_Your goal_
Which lines below contain "ItemType"? Copy every one of them.

[Saved data entries]
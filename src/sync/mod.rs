//! The per-feed sync pass.
//!
//! One pass: find the resume watermark from the remote listing, bootstrap a
//! profile if the stream is brand new, then publish feed entries that clear
//! the watermark, the future-timestamp guard, and the duplicate cache.
//!
//! Entries are published oldest first on purpose. If the pass dies partway,
//! the already-published entries are the oldest ones, so the next run's
//! watermark (plus the cache) resumes exactly where this one stopped.
//!
//! The caller owns the cache for the duration of the pass and must save it
//! on every exit path; this module only mutates it in memory.

pub mod error;

pub use error::SyncError;

use prost::Message;

use crate::cache::GuidCache;
use crate::client::Store;
use crate::config::FeedSubscription;
use crate::feed::{FeedEntry, FeedSource};
use crate::identity::UserId;
use crate::protos::{item, Item, ItemListEntry, ItemType, Post, Profile};

/// What one sync pass did, for the run loop's summary log.
#[derive(Debug, Default, Clone, Copy, PartialEq, Eq)]
pub struct SyncStats {
    pub published: u32,
    pub skipped_old: u32,
    pub skipped_future: u32,
    pub skipped_duplicate: u32,
    pub profile_created: bool,
}

/// Run one sync pass for one feed.
///
/// `now_ms` is the caller's idea of the current UTC time in milliseconds;
/// entries timestamped after it are never published.
pub async fn sync_feed(
    store: &dyn Store,
    source: &dyn FeedSource,
    feed: &FeedSubscription,
    cache: &mut GuidCache,
    now_ms: i64,
) -> Result<SyncStats, SyncError> {
    tracing::debug!(feed = %feed.name, user_id = %feed.user_id, "Syncing feed");
    let mut stats = SyncStats::default();

    let items = store.list_items(&feed.user_id).await?;
    let has_items = !items.is_empty();
    let latest_timestamp = latest_post_timestamp(&items);
    tracing::debug!(latest_timestamp, "Resume watermark");

    // A brand-new stream gets a default profile. This also probes write
    // permission before any feed content is touched.
    if !has_items {
        let profile = default_profile(feed, now_ms);
        publish(store, &feed.user_id, feed, &profile).await?;
        stats.profile_created = true;
        tracing::info!(feed = %feed.name, "Created default profile");
    }

    let mut entries = source.fetch(&feed.rss_url).await?;
    entries.sort_by_key(|e| e.timestamp_ms);

    for entry in &entries {
        if entry.timestamp_ms <= latest_timestamp {
            tracing::debug!(guid = %entry.guid, ts = entry.timestamp_ms, "Skipping old entry");
            stats.skipped_old += 1;
            continue;
        }
        if entry.timestamp_ms > now_ms {
            tracing::warn!(
                title = %entry.title,
                ts = entry.timestamp_ms,
                "Refusing to sync entry with a future timestamp"
            );
            stats.skipped_future += 1;
            continue;
        }
        // Empty GUIDs can't be deduplicated, so such entries are always
        // published. Known tradeoff: a GUID-less feed may re-publish on
        // every run once its entries age past the watermark.
        if !entry.guid.is_empty() && cache.contains(&entry.guid) {
            tracing::debug!(guid = %entry.guid, "Skipping entry with cached GUID");
            stats.skipped_duplicate += 1;
            continue;
        }

        let item = entry_to_item(entry);
        publish(store, &feed.user_id, feed, &item).await?;
        cache.add(&entry.guid);
        stats.published += 1;
        tracing::info!(feed = %feed.name, title = %entry.title, "Published entry");
    }

    Ok(stats)
}

/// Timestamp of the newest post-type item, or 0 if none.
///
/// Scans front to back and stops at the first post. Relies on the store's
/// newest-first listing order; the watermark is wrong if the server does
/// not honor that contract.
fn latest_post_timestamp(items: &[ItemListEntry]) -> i64 {
    items
        .iter()
        .find(|item| item.item_type() == ItemType::Post)
        .map(|item| item.timestamp_ms_utc)
        .unwrap_or(0)
}

fn default_profile(feed: &FeedSubscription, now_ms: i64) -> Item {
    Item {
        timestamp_ms_utc: now_ms,
        utc_offset_minutes: 0,
        kind: Some(item::Kind::Profile(Profile {
            display_name: feed.name.clone(),
            about: format!(
                "This account contains items from the following RSS feed:  \n<{}>",
                feed.rss_url
            ),
        })),
    }
}

/// Convert a normalized feed entry to a post item: HTML body to markdown,
/// with the entry's link appended when the body doesn't already carry it.
fn entry_to_item(entry: &FeedEntry) -> Item {
    let mut body = html2md::parse_html(&entry.description);
    if !entry.link.is_empty() && !body.contains(&entry.link) {
        body.push_str(&format!("  \n<{}>", entry.link));
    }
    Item {
        timestamp_ms_utc: entry.timestamp_ms,
        utc_offset_minutes: 0,
        kind: Some(item::Kind::Post(Post {
            title: entry.title.clone(),
            body,
        })),
    }
}

async fn publish(
    store: &dyn Store,
    user_id: &UserId,
    feed: &FeedSubscription,
    item: &Item,
) -> Result<(), SyncError> {
    let item_bytes = item.encode_to_vec();
    let signature = feed.password.sign(&item_bytes);
    store.put_item(user_id, &signature, &item_bytes).await?;
    Ok(())
}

_Expected answer_
use crate::protos::{item, Item, ItemListEntry, ItemType, Post, Profile};
        .find(|item| item.item_type() == ItemType::Post)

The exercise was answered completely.